* WHAT THIS TASK INVOLVES *
Beginning at the line containing "fn humidity(&mut self) -> Option<f32>;" and continuing to the end of the records below, give each line again exactly as it stands, and only those lines.

Stored entries
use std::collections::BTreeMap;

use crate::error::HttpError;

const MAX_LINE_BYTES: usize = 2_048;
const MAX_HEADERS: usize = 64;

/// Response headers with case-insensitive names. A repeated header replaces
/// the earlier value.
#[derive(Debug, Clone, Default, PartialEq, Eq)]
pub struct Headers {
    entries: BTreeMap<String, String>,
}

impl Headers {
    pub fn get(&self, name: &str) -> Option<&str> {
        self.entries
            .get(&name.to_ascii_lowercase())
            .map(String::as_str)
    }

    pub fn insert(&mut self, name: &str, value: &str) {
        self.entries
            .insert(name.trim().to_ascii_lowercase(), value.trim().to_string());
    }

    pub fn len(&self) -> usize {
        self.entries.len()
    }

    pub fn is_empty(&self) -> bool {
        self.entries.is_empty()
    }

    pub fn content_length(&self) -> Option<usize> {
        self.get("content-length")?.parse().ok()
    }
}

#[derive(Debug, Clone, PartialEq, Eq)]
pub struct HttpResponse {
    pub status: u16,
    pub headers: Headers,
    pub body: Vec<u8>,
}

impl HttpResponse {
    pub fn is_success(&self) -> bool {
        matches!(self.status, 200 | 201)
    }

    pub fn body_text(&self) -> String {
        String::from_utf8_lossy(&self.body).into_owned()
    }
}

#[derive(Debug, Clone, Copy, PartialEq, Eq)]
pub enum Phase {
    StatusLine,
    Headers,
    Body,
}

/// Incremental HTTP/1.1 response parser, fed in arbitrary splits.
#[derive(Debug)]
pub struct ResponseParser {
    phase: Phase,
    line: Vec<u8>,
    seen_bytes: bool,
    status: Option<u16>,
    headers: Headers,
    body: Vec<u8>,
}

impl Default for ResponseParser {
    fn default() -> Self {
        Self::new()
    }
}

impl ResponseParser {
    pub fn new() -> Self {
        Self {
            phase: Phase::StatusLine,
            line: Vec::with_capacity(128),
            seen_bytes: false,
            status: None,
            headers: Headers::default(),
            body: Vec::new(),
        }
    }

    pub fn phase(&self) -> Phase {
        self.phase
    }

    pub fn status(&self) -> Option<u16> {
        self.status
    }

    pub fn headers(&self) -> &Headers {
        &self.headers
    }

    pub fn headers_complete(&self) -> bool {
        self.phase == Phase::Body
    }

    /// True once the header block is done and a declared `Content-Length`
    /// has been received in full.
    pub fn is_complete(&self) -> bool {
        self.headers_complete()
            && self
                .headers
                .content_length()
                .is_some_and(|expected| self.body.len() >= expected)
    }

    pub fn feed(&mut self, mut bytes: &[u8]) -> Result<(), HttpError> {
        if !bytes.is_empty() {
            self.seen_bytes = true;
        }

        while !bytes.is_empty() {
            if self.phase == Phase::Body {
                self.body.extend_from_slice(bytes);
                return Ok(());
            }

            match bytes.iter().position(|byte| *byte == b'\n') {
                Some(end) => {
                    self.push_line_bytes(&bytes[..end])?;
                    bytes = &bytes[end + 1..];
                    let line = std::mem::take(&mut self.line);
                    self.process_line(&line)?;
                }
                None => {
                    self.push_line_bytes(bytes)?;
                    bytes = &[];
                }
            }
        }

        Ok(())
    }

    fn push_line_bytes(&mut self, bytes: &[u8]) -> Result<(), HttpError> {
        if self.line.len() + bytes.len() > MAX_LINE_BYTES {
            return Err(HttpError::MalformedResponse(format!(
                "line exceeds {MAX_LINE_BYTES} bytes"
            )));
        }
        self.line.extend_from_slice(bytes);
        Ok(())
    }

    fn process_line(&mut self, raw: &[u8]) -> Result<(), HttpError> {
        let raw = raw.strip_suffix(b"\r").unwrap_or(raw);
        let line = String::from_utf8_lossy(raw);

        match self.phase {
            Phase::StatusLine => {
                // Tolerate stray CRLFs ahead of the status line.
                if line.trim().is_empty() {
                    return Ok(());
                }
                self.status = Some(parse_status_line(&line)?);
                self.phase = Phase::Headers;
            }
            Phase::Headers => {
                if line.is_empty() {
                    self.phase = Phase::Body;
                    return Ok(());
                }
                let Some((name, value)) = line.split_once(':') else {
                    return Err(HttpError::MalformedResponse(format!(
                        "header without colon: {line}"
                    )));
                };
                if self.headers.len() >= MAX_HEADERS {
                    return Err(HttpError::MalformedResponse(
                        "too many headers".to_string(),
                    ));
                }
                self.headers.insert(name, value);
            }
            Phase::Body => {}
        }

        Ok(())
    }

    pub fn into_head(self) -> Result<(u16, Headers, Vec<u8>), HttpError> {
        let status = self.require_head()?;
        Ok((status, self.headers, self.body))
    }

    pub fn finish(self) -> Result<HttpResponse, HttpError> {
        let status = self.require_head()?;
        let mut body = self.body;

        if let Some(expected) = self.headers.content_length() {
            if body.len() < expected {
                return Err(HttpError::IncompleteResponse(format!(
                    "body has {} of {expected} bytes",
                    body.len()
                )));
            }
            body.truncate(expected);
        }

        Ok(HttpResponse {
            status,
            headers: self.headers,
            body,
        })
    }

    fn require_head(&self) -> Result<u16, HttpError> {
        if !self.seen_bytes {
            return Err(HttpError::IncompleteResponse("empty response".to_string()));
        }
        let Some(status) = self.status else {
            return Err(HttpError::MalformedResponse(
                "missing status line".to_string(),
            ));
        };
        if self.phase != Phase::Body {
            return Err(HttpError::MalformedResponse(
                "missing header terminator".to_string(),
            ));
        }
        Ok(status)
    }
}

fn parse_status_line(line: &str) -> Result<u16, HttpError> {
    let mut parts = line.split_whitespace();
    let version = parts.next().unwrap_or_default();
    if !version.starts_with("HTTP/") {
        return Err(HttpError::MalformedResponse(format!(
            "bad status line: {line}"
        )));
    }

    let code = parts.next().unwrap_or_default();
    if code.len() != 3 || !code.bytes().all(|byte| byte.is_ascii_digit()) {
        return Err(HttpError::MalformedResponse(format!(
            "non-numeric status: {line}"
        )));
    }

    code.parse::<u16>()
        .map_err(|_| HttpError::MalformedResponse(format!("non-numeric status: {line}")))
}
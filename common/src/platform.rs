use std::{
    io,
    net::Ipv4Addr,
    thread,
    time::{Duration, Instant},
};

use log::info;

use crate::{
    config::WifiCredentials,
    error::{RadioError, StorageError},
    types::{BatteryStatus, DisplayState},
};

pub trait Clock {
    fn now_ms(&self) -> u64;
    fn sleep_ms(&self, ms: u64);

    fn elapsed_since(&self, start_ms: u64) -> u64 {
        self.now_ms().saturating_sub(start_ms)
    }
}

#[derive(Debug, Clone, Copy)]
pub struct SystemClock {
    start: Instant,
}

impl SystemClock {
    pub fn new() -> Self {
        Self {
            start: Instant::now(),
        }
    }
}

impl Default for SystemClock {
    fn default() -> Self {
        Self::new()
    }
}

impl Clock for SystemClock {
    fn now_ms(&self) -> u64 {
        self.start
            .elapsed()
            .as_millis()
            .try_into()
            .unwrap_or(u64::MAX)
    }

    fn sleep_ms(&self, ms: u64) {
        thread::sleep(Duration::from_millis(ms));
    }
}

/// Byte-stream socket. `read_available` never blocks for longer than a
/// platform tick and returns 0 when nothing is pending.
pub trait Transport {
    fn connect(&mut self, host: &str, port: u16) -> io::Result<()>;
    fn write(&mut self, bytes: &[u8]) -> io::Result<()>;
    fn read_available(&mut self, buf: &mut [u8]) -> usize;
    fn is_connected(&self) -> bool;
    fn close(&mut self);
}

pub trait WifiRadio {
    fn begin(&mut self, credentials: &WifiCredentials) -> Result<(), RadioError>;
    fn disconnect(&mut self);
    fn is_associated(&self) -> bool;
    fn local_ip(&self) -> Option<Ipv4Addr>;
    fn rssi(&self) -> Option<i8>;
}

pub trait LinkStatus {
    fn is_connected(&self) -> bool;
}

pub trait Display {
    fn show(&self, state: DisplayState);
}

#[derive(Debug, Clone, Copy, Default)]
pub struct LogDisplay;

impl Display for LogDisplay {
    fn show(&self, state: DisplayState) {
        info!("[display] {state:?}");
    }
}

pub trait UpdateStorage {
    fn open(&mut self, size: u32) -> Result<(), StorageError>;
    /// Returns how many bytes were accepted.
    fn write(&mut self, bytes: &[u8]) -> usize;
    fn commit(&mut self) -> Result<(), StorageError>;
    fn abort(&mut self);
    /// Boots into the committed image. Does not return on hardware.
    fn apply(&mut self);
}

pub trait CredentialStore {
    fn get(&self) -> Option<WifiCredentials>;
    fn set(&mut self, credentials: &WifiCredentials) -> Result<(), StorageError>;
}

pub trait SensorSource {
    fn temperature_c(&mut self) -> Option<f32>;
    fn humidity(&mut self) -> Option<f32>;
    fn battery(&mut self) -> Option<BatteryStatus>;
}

* EXPECTED OUTPUT *
    fn humidity(&mut self) -> Option<f32>;
    fn battery(&mut self) -> Option<BatteryStatus>;
}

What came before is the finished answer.